*Instructions for the task*
Please write back every entry exactly, character for character.

### Records for processing

//! Domain layer for ecogroup
//!
//! This crate contains the core business logic, entities, and value objects.
//! It has no dependencies on infrastructure or presentation concerns.
//!
//! # Core Concepts
//!
//! ## Taxonomy
//!
//! Species records are folded into a Kingdom → … → Species tree of
//! [`TaxonNode`]s. A node is a leaf iff it carries a species code.
//!
//! ## Functional groups
//!
//! - **Reference groups**: the [`ReferenceGroupRegistry`] of group names and
//!   descriptions the oracle may assign taxa to
//! - **Assignments**: the [`AssignmentStore`] mapping each group to the
//!   subtrees placed in it, persisted as a resumable [`Checkpoint`]
//!
//! ## Consistency analysis
//!
//! Repeated classification runs are compared per species
//! ([`ConsistencyRecord`]), per group ([`GroupStabilityRecord`]) and per
//! predator-prey interaction ([`InteractionStabilityRecord`]).

pub mod analysis;
pub mod assignment;
pub mod classification;
pub mod config;
pub mod core;
pub mod geo;
pub mod prompt;
pub mod registry;
pub mod retry;
pub mod taxonomy;
pub mod util;
pub mod validation;

// Re-export commonly used types
pub use analysis::{
    AnalysisThresholds, ConsistencyAnalysis, ConsistencyRecord, DietMatrix, GroupStabilityRecord,
    IncompleteIteration, InteractionAnalysis, InteractionStabilityRecord, IterationAssignments,
    RegionAnalysis, RegionSummary, ValidationReport, jaccard, stability_score,
};
pub use assignment::{
    AssignmentStore, Checkpoint, DETRITUS_GROUP, DETRITUS_SPEC_CODE, ProcessedTaxaSet,
};
pub use classification::{ClassificationRequest, ClassificationResponse, RESOLVE, Verdict};
pub use config::{ConfigIssue, ConfigIssueCode, OutputFormat, Severity, TemplateSource};
pub use core::{error::DomainError, model::Model};
pub use geo::{AreaDescription, BoundingBox};
pub use prompt::{ClassificationPrompt, TemplatePrompt};
pub use registry::ReferenceGroupRegistry;
pub use retry::{RetryPolicy, is_transient_message};
pub use taxonomy::{Hierarchy, HierarchyBuilder, Rank, SpeciesRecord, TaxonNode, build_hierarchy};
pub use validation::{
    ValidationMetadata, base_name_from_dir, is_iteration_dir, iteration_dir_name, iteration_index,
};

######

*Exercise response*
//! Domain layer for ecogroup
//!
//! This crate contains the core business logic, entities, and value objects.
//! It has no dependencies on infrastructure or presentation concerns.
//!
//! # Core Concepts
//!
//! ## Taxonomy
//!
//! Species records are folded into a Kingdom → … → Species tree of
//! [`TaxonNode`]s. A node is a leaf iff it carries a species code.
//!
//! ## Functional groups
//!
//! - **Reference groups**: the [`ReferenceGroupRegistry`] of group names and
//!   descriptions the oracle may assign taxa to
//! - **Assignments**: the [`AssignmentStore`] mapping each group to the
//!   subtrees placed in it, persisted as a resumable [`Checkpoint`]
//!
//! ## Consistency analysis
//!
//! Repeated classification runs are compared per species
//! ([`ConsistencyRecord`]), per group ([`GroupStabilityRecord`]) and per
//! predator-prey interaction ([`InteractionStabilityRecord`]).

pub mod analysis;
pub mod assignment;
pub mod classification;
pub mod config;
pub mod core;
pub mod geo;
pub mod prompt;
pub mod registry;
pub mod retry;
pub mod taxonomy;
pub mod util;
pub mod validation;

// Re-export commonly used types
pub use analysis::{
    AnalysisThresholds, ConsistencyAnalysis, ConsistencyRecord, DietMatrix, GroupStabilityRecord,
    IncompleteIteration, InteractionAnalysis, InteractionStabilityRecord, IterationAssignments,
    RegionAnalysis, RegionSummary, ValidationReport, jaccard, stability_score,
};
pub use assignment::{
    AssignmentStore, Checkpoint, DETRITUS_GROUP, DETRITUS_SPEC_CODE, ProcessedTaxaSet,
};
pub use classification::{ClassificationRequest, ClassificationResponse, RESOLVE, Verdict};
pub use config::{ConfigIssue, ConfigIssueCode, OutputFormat, Severity, TemplateSource};
pub use core::{error::DomainError, model::Model};
pub use geo::{AreaDescription, BoundingBox};
pub use prompt::{ClassificationPrompt, TemplatePrompt};
pub use registry::ReferenceGroupRegistry;
pub use retry::{RetryPolicy, is_transient_message};
pub use taxonomy::{Hierarchy, HierarchyBuilder, Rank, SpeciesRecord, TaxonNode, build_hierarchy};
pub use validation::{
    ValidationMetadata, base_name_from_dir, is_iteration_dir, iteration_dir_name, iteration_index,
};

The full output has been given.